━━ DATA

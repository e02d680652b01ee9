//! 快照比较 - 计算新增 / 修改 / 删除集合

use crate::core::fingerprint::ProjectSnapshot;
use crate::core::tree::format_file_tree;
use std::collections::BTreeSet;
use tracing::info;

/// 变更集合，三个集合两两不相交
#[derive(Debug, Clone, Default, PartialEq, Eq)]
pub struct ChangeSet {
    pub added: BTreeSet<String>,
    pub modified: BTreeSet<String>,
    pub deleted: BTreeSet<String>,
}

impl ChangeSet {
    pub fn is_empty(&self) -> bool {
        self.added.is_empty() && self.modified.is_empty() && self.deleted.is_empty()
    }

    /// |added| + |modified| + |deleted|
    pub fn changed_count(&self) -> usize {
        self.added.len() + self.modified.len() + self.deleted.len()
    }

    /// 需要携带内容的文件（新增 ∪ 修改）
    pub fn changed_files(&self) -> BTreeSet<String> {
        self.added.union(&self.modified).cloned().collect()
    }

    /// 所有涉及的路径
    pub fn all_paths(&self) -> BTreeSet<String> {
        self.added
            .iter()
            .chain(&self.modified)
            .chain(&self.deleted)
            .cloned()
            .collect()
    }

    /// 以目录树形式输出到日志
    pub fn log_trees(&self) {
        info!("{}", format_file_tree(&self.added, "Added files"));
        info!("{}", format_file_tree(&self.modified, "Modified files"));
        info!("{}", format_file_tree(&self.deleted, "Deleted files"));
    }
}

/// 比较两个快照
///
/// 纯函数：新增 = 新有旧无，删除 = 旧有新无，修改 = 两边都有但 hash 不同。
pub fn diff(old: &ProjectSnapshot, new: &ProjectSnapshot) -> ChangeSet {
    let mut changes = ChangeSet::default();

    for (path, hash) in new.iter() {
        match old.get(path) {
            None => {
                changes.added.insert(path.to_string());
            }
            Some(old_hash) if old_hash != hash => {
                changes.modified.insert(path.to_string());
            }
            Some(_) => {}
        }
    }

    for path in old.paths() {
        if !new.contains(path) {
            changes.deleted.insert(path.to_string());
        }
    }

    info!(
        "检测到变更 - 新增: {}, 修改: {}, 删除: {}",
        changes.added.len(),
        changes.modified.len(),
        changes.deleted.len()
    );

    changes
}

━━━━

- **WHAT THE EXERCISE ASKS**: This calls for repeating all of the records, character for character.

- **REPLY**:
repository e02d680652b01ee9
//! 快照比较 - 计算新增 / 修改 / 删除集合

use crate::core::fingerprint::ProjectSnapshot;
use crate::core::tree::format_file_tree;
use std::collections::BTreeSet;
use tracing::info;

/// 变更集合，三个集合两两不相交
#[derive(Debug, Clone, Default, PartialEq, Eq)]
pub struct ChangeSet {
    pub added: BTreeSet<String>,
    pub modified: BTreeSet<String>,
    pub deleted: BTreeSet<String>,
}

impl ChangeSet {
    pub fn is_empty(&self) -> bool {
        self.added.is_empty() && self.modified.is_empty() && self.deleted.is_empty()
    }

    /// |added| + |modified| + |deleted|
    pub fn changed_count(&self) -> usize {
        self.added.len() + self.modified.len() + self.deleted.len()
    }

    /// 需要携带内容的文件（新增 ∪ 修改）
    pub fn changed_files(&self) -> BTreeSet<String> {
        self.added.union(&self.modified).cloned().collect()
    }

    /// 所有涉及的路径
    pub fn all_paths(&self) -> BTreeSet<String> {
        self.added
            .iter()
            .chain(&self.modified)
            .chain(&self.deleted)
            .cloned()
            .collect()
    }

    /// 以目录树形式输出到日志
    pub fn log_trees(&self) {
        info!("{}", format_file_tree(&self.added, "Added files"));
        info!("{}", format_file_tree(&self.modified, "Modified files"));
        info!("{}", format_file_tree(&self.deleted, "Deleted files"));
    }
}

/// 比较两个快照
///
/// 纯函数：新增 = 新有旧无，删除 = 旧有新无，修改 = 两边都有但 hash 不同。
pub fn diff(old: &ProjectSnapshot, new: &ProjectSnapshot) -> ChangeSet {
    let mut changes = ChangeSet::default();

    for (path, hash) in new.iter() {
        match old.get(path) {
            None => {
                changes.added.insert(path.to_string());
            }
            Some(old_hash) if old_hash != hash => {
                changes.modified.insert(path.to_string());
            }
            Some(_) => {}
        }
    }

    for path in old.paths() {
        if !new.contains(path) {
            changes.deleted.insert(path.to_string());
        }
    }

    info!(
        "检测到变更 - 新增: {}, 修改: {}, 删除: {}",
        changes.added.len(),
        changes.modified.len(),
        changes.deleted.len()
    );

    changes
}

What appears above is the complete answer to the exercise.